Ric Flair’s numerous appearances in the WWE Network’s Best 100 Matches To See Before You Die should not surprise anyone with an interest in wrestling. He’s one of the best wrestlers of all time, able to carry anyone to a good match in his prime (late 70s to early 90s). Just see #93 (Flair vs Lex Luger-click here for my review) for the perfect example of his abilities to work with a poor wrestler. However, I feel that some of the matches involving Flair on this list are there more for what they meant/represented rather than the actual content. #90 (Flair vs Kerry Von Erich-click here for my review) was not a great match at all, but what happened afterwards is more important that the match itself. However, this match against Harley Race certainly deserves to be in the Top 100.
I feared it would be too similar to #90: a cage match with a special guest referee. However, it could not be more different. Before the match, the commentators talk about ‘intensity and execution.’ This match is as intense a bout as you’ll ever see. By today’s standards, some parts seem slow and sluggish, but every move, every strike has a purpose. There’s an intensity in both wrestlers that reaches out and grabs the viewer; and the execution is almost flawless. Harley Race, the champion, beats down Flair for much of the match.

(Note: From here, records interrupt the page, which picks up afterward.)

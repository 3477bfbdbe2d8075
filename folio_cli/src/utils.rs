// SPDX-License-Identifier: AGPL-3.0-or-later

use std::env;
use std::path::{Path, PathBuf};

use anyhow::Result;
use path_clean::PathClean;

/// Returns the absolute path of a file or directory.
pub fn absolute_path(path: impl AsRef<Path>) -> Result<PathBuf> {
    let path = path.as_ref();

    let absolute_path = if path.is_absolute() {
        path.to_path_buf()
    } else {
        env::current_dir()?.join(path)
    }
    .clean();

    Ok(absolute_path)
}
// SPDX-License-Identifier: AGPL-3.0-or-later

mod api;
mod context;
mod service;

pub use context::HttpServiceContext;
pub use service::{build_server, http_service};
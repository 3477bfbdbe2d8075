// SPDX-License-Identifier: AGPL-3.0-or-later

mod client;
mod fixtures;
mod handler;

pub use client::http_test_client;
pub use fixtures::{blog_config, config_from_json, TestAdapter};
pub use handler::RecordingHandler;
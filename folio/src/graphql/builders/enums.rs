// SPDX-License-Identifier: AGPL-3.0-or-later

use std::collections::HashSet;
use std::sync::Arc;

use crate::errors::SchemaError;
use crate::graphql::naming::{format_name, validate_name};
use crate::graphql::registry::TypeRegistry;
use crate::graphql::types::{EnumType, EnumValue};

/// Returns a shared enum type with one value per stored string, building it on first request.
///
/// Value names are derived with [`format_name`], the stored strings are kept to map values in
/// both directions.
pub fn build_enum<'a, I>(
    registry: &mut TypeRegistry,
    name: &str,
    values: I,
) -> Result<Arc<EnumType>, SchemaError>
where
    I: IntoIterator<Item = &'a str>,
{
    let values = enum_values(values)?;

    registry.get_or_build(name, |_| {
        Ok(EnumType {
            name: name.to_string(),
            values,
        }
        .into())
    })?;

    registry
        .enumeration(name)
        .ok_or_else(|| SchemaError::TypeCollision(name.to_string()))
}

/// Derives enum values from stored strings.
pub fn enum_values<'a, I>(values: I) -> Result<Vec<EnumValue>, SchemaError>
where
    I: IntoIterator<Item = &'a str>,
{
    let mut seen = HashSet::new();
    let mut result = Vec::new();

    for value in values {
        let name = format_name(value);
        validate_name(&name)?;

        if matches!(name.as_str(), "true" | "false" | "null") || !seen.insert(name.clone()) {
            return Err(SchemaError::InvalidName(value.to_string()));
        }

        result.push(EnumValue {
            name,
            value: value.to_string(),
        });
    }

    Ok(result)
}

The focus for much of the match is Flair’s neck and head. In the storyline, Race had put a bounty of $25,000 for anyone who could injure Flair. Flair’s neck was injured by Bob Orton, Jr and Dick Slater, but it wasn’t enough to put Flair out for good. Repeated strikes to the head and neck, a piledriver and a swinging neckbreaker were all part of Race’s arsenal to capitalise on Flair’s injury. Flair was always a great heel, but he’s just as good as a valiant babyface fighting against an injury. Every comeback is staged flawlessly. By the halfway point of the match, both wrestlers are bleeding heavily from the forehead and exhausted. It’s a tangible and believable exhaustion that is portrayed realistically throughout the rest of the bout.
It’s not without one big flaw, however. Just as Michael Hayes interfered in the flow of the match in #90, so does Special Guest Referee Gene Kisinski interfere in the flow of this match. He constantly stops the wrestlers brawling in the ropes, and frequently grabs each wrestlers and gets in their faces. He admonishes Race for driving Flair’s head into the cage. It’s a cage match: just let them fight! Kisinski almost looks responsible for a near-botch to end the match, as well. Without Kisinski, the match would be flawless. His interference drags the match down at several points.
However, even a boisterous referee cannot subsume too much of the inherent quality of the match. The story is well told by both wrestlers in the ring, of an injured man fighting for the ultimate prize, and a bad guy who didn’t want to fight the injured man but has no choice but to try and injure him further. A true classic of the NWA era.
VERDICT: 8/10: One point taken off for the interfering referee, but a match between to legends of the NWA era that doesn’t fail to impress. A lot!